* MATERIAL SHOWN

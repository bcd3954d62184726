//! The stage driver (spec.md §4.11, §8): runs one [`GeneratorTask`] per
//! record type with pending work in a stage, on a bounded `rayon` thread
//! pool, and joins before the next stage begins.

use std::sync::atomic::{AtomicBool, Ordering};
use std::sync::Mutex;

use sdg_core::{HierarchicalRng, Record};
use sdg_io::output::OutputCollector;
use tracing::{debug, info, warn};

use crate::chain::SetterChain;
use crate::error::{ChainSignal, EngineError};
use crate::interval::Interval;
use crate::progress::{ProgressReporter, PROGRESS_REPORT_INTERVAL};

/// One unit of stage work — generating every record in one record type's
/// partition. Implementations own everything a worker thread needs: the
/// partition range, a private RNG, the field-setter chain, and the output
/// sink, so tasks never share mutable state with one another.
pub trait GeneratorTask: Send {
    fn name(&self) -> &str;

    /// Runs to completion, to the first fatal error, or until `abort` is
    /// observed set (checked every [`PROGRESS_REPORT_INTERVAL`] records).
    fn run(&mut self, abort: &AtomicBool, progress: &ProgressReporter) -> Result<(), EngineError>;
}

/// The iterator task for one record type's partition (spec.md §4.11 point
/// list): walks `[begin, end)` in order, seeking the RNG to each position
/// explicitly rather than relying on the chain's own reseek (the chain here
/// runs in [`crate::chain::ChainMode::Sequential`], which assumes the caller
/// already positioned the stream).
pub struct RecordTypeTask<R, Rng, Out, Enc> {
    name: String,
    range: Interval,
    rng: Rng,
    chain: SetterChain<R, Rng>,
    encode: Enc,
    output: Out,
}

impl<R, Rng, Out, Enc> RecordTypeTask<R, Rng, Out, Enc>
where
    R: Record,
    Rng: HierarchicalRng,
    Out: OutputCollector,
    Enc: Fn(&R) -> Vec<u8>,
{
    pub fn new(name: impl Into<String>, range: Interval, rng: Rng, chain: SetterChain<R, Rng>, encode: Enc, output: Out) -> Self {
        RecordTypeTask {
            name: name.into(),
            range,
            rng,
            chain,
            encode,
            output,
        }
    }
}

impl<R, Rng, Out, Enc> GeneratorTask for RecordTypeTask<R, Rng, Out, Enc>
where
    R: Record + Send,
    Rng: HierarchicalRng + Send,
    Out: OutputCollector + Send,
    Enc: Fn(&R) -> Vec<u8> + Send,
{
    fn name(&self) -> &str {
        &self.name
    }

    fn run(&mut self, abort: &AtomicBool, progress: &ProgressReporter) -> Result<(), EngineError> {
        info!(task = %self.name, begin = self.range.start, end = self.range.end, "stage task starting");

        let mut p = self.range.start;
        let mut since_check = 0u64;
        while p < self.range.end {
            if since_check >= PROGRESS_REPORT_INTERVAL {
                if abort.load(Ordering::Relaxed) {
                    warn!(task = %self.name, at = p, "stopping early, abort flag set");
                    return Ok(());
                }
                since_check = 0;
            }

            self.rng.at_chunk(p);
            let mut record = R::with_gen_id(p);
            match self.chain.evaluate_at(&mut record, &mut self.rng) {
                Ok(()) => {
                    let bytes = (self.encode)(&record);
                    self.output.collect(&bytes)?;
                    self.rng.next_chunk();
                    progress.add(1);
                    since_check += 1;
                    p += 1;
                }
                Err(ChainSignal::Invalid(invalid)) => {
                    debug!(task = %self.name, at = p, "invalid record, seeking to next valid gen_id");
                    p = invalid.next_valid_gen_id();
                }
                Err(ChainSignal::Fatal(e)) => return Err(e),
            }
        }

        self.output.flush()?;
        info!(task = %self.name, "stage task finished");
        Ok(())
    }
}

/// Runs the tasks of one stage to completion on a bounded thread pool,
/// joining all of them (a `rayon::Scope` barrier) before returning. The
/// first task to fail sets the shared abort flag so sibling tasks wind down
/// early rather than generating work that will be discarded; the first
/// error observed is the one returned.
pub struct StageDriver {
    pool: rayon::ThreadPool,
}

impl StageDriver {
    pub fn new(thread_count: usize) -> Result<Self, EngineError> {
        let pool = rayon::ThreadPoolBuilder::new()
            .num_threads(thread_count)
            .build()
            .map_err(|e| EngineError::InvariantViolation(format!("failed to build stage thread pool: {e}")))?;
        Ok(StageDriver { pool })
    }

    pub fn run_stage(&self, tasks: Vec<Box<dyn GeneratorTask>>) -> Result<(), EngineError> {
        let abort = AtomicBool::new(false);
        let progress = ProgressReporter::new();
        let first_error: Mutex<Option<EngineError>> = Mutex::new(None);

        self.pool.scope(|scope| {
            for mut task in tasks {
                let abort = &abort;
                let progress = &progress;
                let first_error = &first_error;
                scope.spawn(move |_| {
                    if let Err(e) = task.run(abort, progress) {
                        abort.store(true, Ordering::Relaxed);
                        let mut slot = first_error.lock().unwrap();
                        if slot.is_none() {
                            *slot = Some(e);
                        }
                    }
                });
            }
        });

        match first_error.into_inner().unwrap() {
            Some(e) => Err(e),
            None => Ok(()),
        }
    }
}

#[cfg(test)]
mod tests {
    use super::*;
    use sdg_core::{FieldAccessor, GenId, HashRng};
    use sdg_io::output::VoidOutputCollector;

    use crate::chain::ChainMode;
    use crate::provider::value::Clustered;
    use crate::setter::FieldSetter;

    #[derive(Clone)]
    struct Widget {
        gen_id: GenId,
        tier: &'static str,
    }

    impl Record for Widget {
        fn gen_id(&self) -> GenId {
            self.gen_id
        }
        fn with_gen_id(gen_id: GenId) -> Self {
            Widget { gen_id, tier: "low" }
        }
    }

    struct TierField;
    impl FieldAccessor<Widget> for TierField {
        type Value = &'static str;
        fn get(record: &Widget) -> &'static str {
            record.tier
        }
        fn set(record: &mut Widget, value: &'static str) {
            record.tier = value;
        }
    }

    fn build_task(range: Interval) -> RecordTypeTask<Widget, HashRng, VoidOutputCollector, fn(&Widget) -> Vec<u8>> {
        let tiers: Clustered<&'static str> = Clustered::new(vec!["low", "high"], vec![1.0, 1.0], 1000);
        let mut chain = SetterChain::new(ChainMode::Sequential);
        chain.push(Box::new(FieldSetter::<Widget, TierField, _, HashRng>::new(tiers)));
        RecordTypeTask::new(
            "Widget",
            range,
            HashRng::from_components(&[3]),
            chain,
            (|w: &Widget| format!("{}\t{}\n", w.gen_id, w.tier).into_bytes()) as fn(&Widget) -> Vec<u8>,
            VoidOutputCollector::new(),
        )
    }

    #[test]
    fn record_type_task_walks_its_whole_range_and_reports_progress() {
        let mut task = build_task(Interval::new(0, 1000));
        let abort = AtomicBool::new(false);
        let progress = ProgressReporter::new();
        task.run(&abort, &progress).unwrap();
        assert_eq!(progress.total(), 1000);
        assert_eq!(task.output.count(), 1000);
    }

    #[test]
    fn record_type_task_stops_early_when_abort_is_already_set() {
        let mut task = build_task(Interval::new(0, 5000));
        let abort = AtomicBool::new(true);
        let progress = ProgressReporter::new();
        task.run(&abort, &progress).unwrap();
        // Abort is only checked every PROGRESS_REPORT_INTERVAL records, so
        // the first batch still runs to completion before it is observed.
        assert_eq!(progress.total(), PROGRESS_REPORT_INTERVAL);
    }

    #[test]
    fn stage_driver_runs_every_task_and_joins_before_returning() {
        let driver = StageDriver::new(2).unwrap();
        let tasks: Vec<Box<dyn GeneratorTask>> = vec![
            Box::new(build_task(Interval::new(0, 200))),
            Box::new(build_task(Interval::new(200, 400))),
        ];
        driver.run_stage(tasks).unwrap();
    }
}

* DIRECTIONS
Copy the lines above exactly, from the very first through the one containing "use crate::chain::SetterChain;", and include no other line.

* RESPONSE BELOW
repository bcd3954d62184726
//! The stage driver (spec.md §4.11, §8): runs one [`GeneratorTask`] per
//! record type with pending work in a stage, on a bounded `rayon` thread
//! pool, and joins before the next stage begins.

use std::sync::atomic::{AtomicBool, Ordering};
use std::sync::Mutex;

use sdg_core::{HierarchicalRng, Record};
use sdg_io::output::OutputCollector;
use tracing::{debug, info, warn};

use crate::chain::SetterChain;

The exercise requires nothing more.